Inside Vanessa Carlton’s Magically Cozy Rhode Island Home
“We found it on Zillow, just like everyone did during the pandemic,” musician Vanessa Carlton says of her charming Federal post-and-beam house. She and her husband, fellow musician John McCauley, even purchased the Rhode Island home—which was built during the first few years of the 1800s—without ever seeing it in person. “We did a FaceTime walk-through,” Carlton says. “I know, it’s crazy.” And yet the house, which the couple share with their seven-year-old daughter, Sidney, has led to their “next life” in the Ocean State.
The blind commitment to a centuries-old abode is a bit more understandable considering that Carlton and McCauley, whose renovation projects have grown larger over the years, are enamored with aged dwellings. “People associate so many headaches with historic homes,” Carlton says, “but we want those enormous wide wood plank floors you can’t find anymore, the artisan work that went into these mantles, and the true divided light windows with the old glass that bends [sunrays] just so.”

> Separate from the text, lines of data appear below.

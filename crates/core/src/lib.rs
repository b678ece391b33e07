//! Domain logic for the parts catalog.
//!
//! Nothing in this crate touches the database or HTTP. Repositories in
//! `catalog-db` and handlers in `catalog-api` call into these modules for
//! code generation, search predicates, and field validation.

pub mod error;
pub mod part_code;
pub mod search;
pub mod types;
pub mod validation;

When the trio arrived, they found a resident family of “intense, amazing turkeys” inhabiting the one-acre property, which abuts natural wetlands. (“This house is theirs, make no mistake!” Carlton says of their avian neighbors, who are known to sleep on the roof.) As for the house itself, “I saw an enormous amount of potential,” Carlton reflects. “[But], to be honest, it felt a little bit like a funeral home. There was a sort of austerity to everything. You felt like you were walking into a movie set, which is not how we were going to live in this house.” Soon, Carlton and her husband hired ESHI Builders to do a carefully considered renovation.
As for the decor, the first thing the singer selected for the home perfectly sums up the spirit the couple envisioned. “I’m a wallpaper freak,” Carlton admits. She picked House of Hackney’s pink Dinosauria design before even hiring Kate Gray of Brooklyn-based interiors firm Hamilton Gray.

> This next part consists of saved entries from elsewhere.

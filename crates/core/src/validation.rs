//! Field-level validation rules shared by create and update paths.

use crate::error::CoreError;

/// Ensure a vehicle's production range is not inverted.
///
/// `to_year` is optional; when present it must not precede `from_year`.
pub fn validate_year_range(from_year: i32, to_year: Option<i32>) -> Result<(), CoreError> {
    match to_year {
        Some(to) if to < from_year => Err(CoreError::Validation(format!(
            "to_year ({to}) must not be earlier than from_year ({from_year})"
        ))),
        _ => Ok(()),
    }
}

/// Stock quantities are counts and cannot be negative.
pub fn validate_quantity(quantity: i32) -> Result<(), CoreError> {
    if quantity < 0 {
        return Err(CoreError::Validation(format!(
            "quantity must be zero or greater, got {quantity}"
        )));
    }
    Ok(())
}

/// Prices, when recorded, cannot be negative or non-finite.
pub fn validate_price(price: Option<f64>) -> Result<(), CoreError> {
    match price {
        Some(p) if !p.is_finite() || p < 0.0 => Err(CoreError::Validation(format!(
            "last_known_price must be a non-negative number, got {p}"
        ))),
        _ => Ok(()),
    }
}

/// Reject text that Postgres cannot store.
///
/// Takes `(field name, value)` pairs; `None` values are skipped.
pub fn validate_text<'a, I>(fields: I) -> Result<(), CoreError>
where
    I: IntoIterator<Item = (&'static str, Option<&'a str>)>,
{
    for (name, value) in fields {
        if value.is_some_and(|v| v.contains('\0')) {
            return Err(CoreError::Validation(format!(
                "{name} must not contain NUL characters"
            )));
        }
    }
    Ok(())
}

#[cfg(test)]
mod tests {
    use super::*;
    use assert_matches::assert_matches;

    #[test]
    fn open_ended_range_is_valid() {
        assert!(validate_year_range(2019, None).is_ok());
    }

    #[test]
    fn equal_years_are_valid() {
        assert!(validate_year_range(2020, Some(2020)).is_ok());
    }

    #[test]
    fn inverted_range_is_rejected() {
        assert_matches!(
            validate_year_range(2022, Some(2018)),
            Err(CoreError::Validation(msg)) if msg.contains("to_year (2018)")
        );
    }

    #[test]
    fn zero_quantity_is_valid() {
        assert!(validate_quantity(0).is_ok());
    }

    #[test]
    fn negative_quantity_is_rejected() {
        assert_matches!(validate_quantity(-1), Err(CoreError::Validation(_)));
    }

    #[test]
    fn price_rules() {
        assert!(validate_price(None).is_ok());
        assert!(validate_price(Some(12.5)).is_ok());
        assert_matches!(validate_price(Some(-0.01)), Err(CoreError::Validation(_)));
        assert_matches!(validate_price(Some(f64::NAN)), Err(CoreError::Validation(_)));
    }

    #[test]
    fn nul_in_text_is_rejected_by_field_name() {
        assert!(validate_text([("notes", Some("plain")), ("email", None)]).is_ok());
        assert_matches!(
            validate_text([("make", Some("Volvo")), ("model", Some("XC\u{0}60"))]),
            Err(CoreError::Validation(msg)) if msg.starts_with("model ")
        );
    }
}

If Carlton’s strength was identifying exactly how she wants to feel in the space, Gray’s were creating a composition to elicit those feelings and problem-solving. The musician first met the interior designer through an artistic friend, but the pairing felt karmically right when she discovered Gray was a native Rhode Islander. As for the designer, she immediately sensed her client’s vibrant imagination and collaborative energy. “I could tell it would be a really fun process,” Gray recalls.
Carlton had plenty of references of her own, as she makes “ridiculous” mood boards and mines Pinterest for old magazine clips. But Gray enjoyed turning her client onto designers such as Rosie Li and finding key new pieces Carlton could obsess over (such as the floral bed from The Inside). The designer also helped distill not only Carlton’s ideas, but also her deep stash of vintage finds and antique furniture. “It’s a beloved building up of our precious things over time,” the musician notes. She adds, “Welcome to Vanessa and John’s flea market!”

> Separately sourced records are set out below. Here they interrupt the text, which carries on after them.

//! Handlers for vehicles and the parts fitted to them.

use axum::extract::State;
use axum::http::StatusCode;
use axum::Json;
use catalog_core::error::CoreError;
use catalog_core::types::DbId;
use catalog_core::validation::validate_year_range;
use catalog_db::models::part::Part;
use catalog_db::models::vehicle::{CreateVehicle, UpdateVehicle, Vehicle};
use catalog_db::repositories::{PartVehicleRepo, VehicleRepo};

use crate::error::{AppError, AppResult};
use crate::extract::{AppJson, AppPath};
use crate::middleware::auth::AuthUser;
use crate::state::AppState;

/// POST /api/v1/vehicles
pub async fn create(
    auth: AuthUser,
    State(state): State<AppState>,
    AppJson(input): AppJson<CreateVehicle>,
) -> AppResult<(StatusCode, Json<Vehicle>)> {
    input.validate()?;

    let vehicle = VehicleRepo::create(&state.pool, &input).await?;

    tracing::info!(vehicle_id = %vehicle.id, subject = %auth.subject, "Vehicle created");

    Ok((StatusCode::CREATED, Json(vehicle)))
}

/// GET /api/v1/vehicles
pub async fn list(State(state): State<AppState>) -> AppResult<Json<Vec<Vehicle>>> {
    let vehicles = VehicleRepo::list(&state.pool).await?;
    Ok(Json(vehicles))
}

/// GET /api/v1/vehicles/{id}
pub async fn get_by_id(
    State(state): State<AppState>,
    AppPath(id): AppPath<DbId>,
) -> AppResult<Json<Vehicle>> {
    let vehicle = VehicleRepo::find_by_id(&state.pool, id)
        .await?
        .ok_or(AppError::Core(CoreError::not_found("Vehicle", id)))?;
    Ok(Json(vehicle))
}

/// PATCH /api/v1/vehicles/{id}
///
/// The merged record must still have `to_year >= from_year`.
pub async fn update(
    auth: AuthUser,
    State(state): State<AppState>,
    AppPath(id): AppPath<DbId>,
    AppJson(input): AppJson<UpdateVehicle>,
) -> AppResult<Json<Vehicle>> {
    input.validate()?;

    let mut tx = state.pool.begin().await?;
    let mut vehicle = VehicleRepo::find_for_update(&mut tx, id)
        .await?
        .ok_or(AppError::Core(CoreError::not_found("Vehicle", id)))?;

    input.apply_to(&mut vehicle);
    validate_year_range(vehicle.from_year, vehicle.to_year)?;

    let vehicle = VehicleRepo::save(&mut tx, &vehicle).await?;
    tx.commit().await?;

    tracing::info!(vehicle_id = %id, subject = %auth.subject, "Vehicle updated");

    Ok(Json(vehicle))
}

/// DELETE /api/v1/vehicles/{id}
///
/// Links to parts are removed with the vehicle; the parts themselves stay.
pub async fn delete(
    auth: AuthUser,
    State(state): State<AppState>,
    AppPath(id): AppPath<DbId>,
) -> AppResult<StatusCode> {
    let deleted = VehicleRepo::delete(&state.pool, id).await?;
    if !deleted {
        return Err(AppError::Core(CoreError::not_found("Vehicle", id)));
    }

    tracing::info!(vehicle_id = %id, subject = %auth.subject, "Vehicle deleted");

    Ok(StatusCode::NO_CONTENT)
}

/// GET /api/v1/vehicles/{id}/parts
pub async fn list_parts(
    State(state): State<AppState>,
    AppPath(id): AppPath<DbId>,
) -> AppResult<Json<Vec<Part>>> {
    if !VehicleRepo::exists(&state.pool, id).await? {
        return Err(AppError::Core(CoreError::not_found("Vehicle", id)));
    }
    let parts = PartVehicleRepo::parts_for_vehicle(&state.pool, id).await?;
    Ok(Json(parts))
}
//! Free-text search across parts and vehicles.

use axum::extract::State;
use axum::Json;
use catalog_core::error::CoreError;
use catalog_db::models::search::SearchResults;
use catalog_db::repositories::SearchRepo;
use serde::Deserialize;

use crate::error::{AppError, AppResult};
use crate::extract::AppQuery;
use crate::state::AppState;

/// Query parameters for `GET /search`.
#[derive(Debug, Deserialize)]
pub struct SearchParams {
    pub q: Option<String>,
}

/// GET /api/v1/search?q=term
///
/// Case-insensitive substring match. An empty `q` matches everything;
/// a missing `q` is rejected.
pub async fn search(
    State(state): State<AppState>,
    AppQuery(params): AppQuery<SearchParams>,
) -> AppResult<Json<SearchResults>> {
    let q = params.q.ok_or_else(|| {
        AppError::Core(CoreError::Validation(
            "query parameter 'q' is required".into(),
        ))
    })?;

    let results = SearchRepo::search(&state.pool, &q).await?;

    tracing::debug!(
        query = %q,
        parts = results.parts.len(),
        vehicles = results.vehicles.len(),
        "Search completed",
    );

    Ok(Json(results))
}
//! Bearer-token verification.
//!
//! - [`jwt`] -- optional HS256 verification of bearer tokens.

pub mod jwt;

The vast majority of the furnishings are pieces Carlton has carried through her life with McCauley, which Gray was tasked with jigsawing together. “I love when I walk into a house, and I can feel [its] history because I know how much the items mean to the owners,” Carlton says. Unsurprisingly, Carlton’s home is replete with nostalgic personal touches, such as artwork made by her grandfather, a vintage brass horse sculpture identical to one her best friend owns, and an “unbelievable” Yamaha piano that was custom-made for her to play at the 2003 Grammy Awards.
The latter has a significant presence in the living room, which is undeniably the soul of the home. It’s where the couple writes music, listens to records, and eats meals. Though they’ve cozied it up to fit their modern existence, Carlton says she feels a Colonial energy when the sun begins to set, and they light the home’s many candles. “Everything doesn’t have to be electrical, you know? Trying to maintain that low glow is key to a house like this.”
That romantic notion is probably also a vestige of Carlton’s time spent in England, working on records out of Georgian farmhouses whose moody paints always stuck with her. Here, redolent paint colors such as Farrow & Ball’s Mole’s Breath and Down Pipe and Benjamin Moore’s Wrought Iron set the tone. Beyond gravitating toward old English houses, Carlton says her homes always need something resembling The Shire. “I don’t think that’s an official aesthetic, but Lord of the Rings is my happy place.” For her, that ethereal magic comes from the trees whose wood makes up the wide floor planks. “I feel those trees in the floors and the size of the mantles—the living room mantle is so tall that I do feel like a hobbit!”
Somewhat surprisingly, this latest chapter of the storied house took just five months to create. Carlton’s collections, curated just so, feel right at home in the 200-plus-year-old structure. “One of the most beautiful things about a house like this is that you can make it so warm and comfortable and cozy,” Carlton says. “And that…is, for me, the magic.”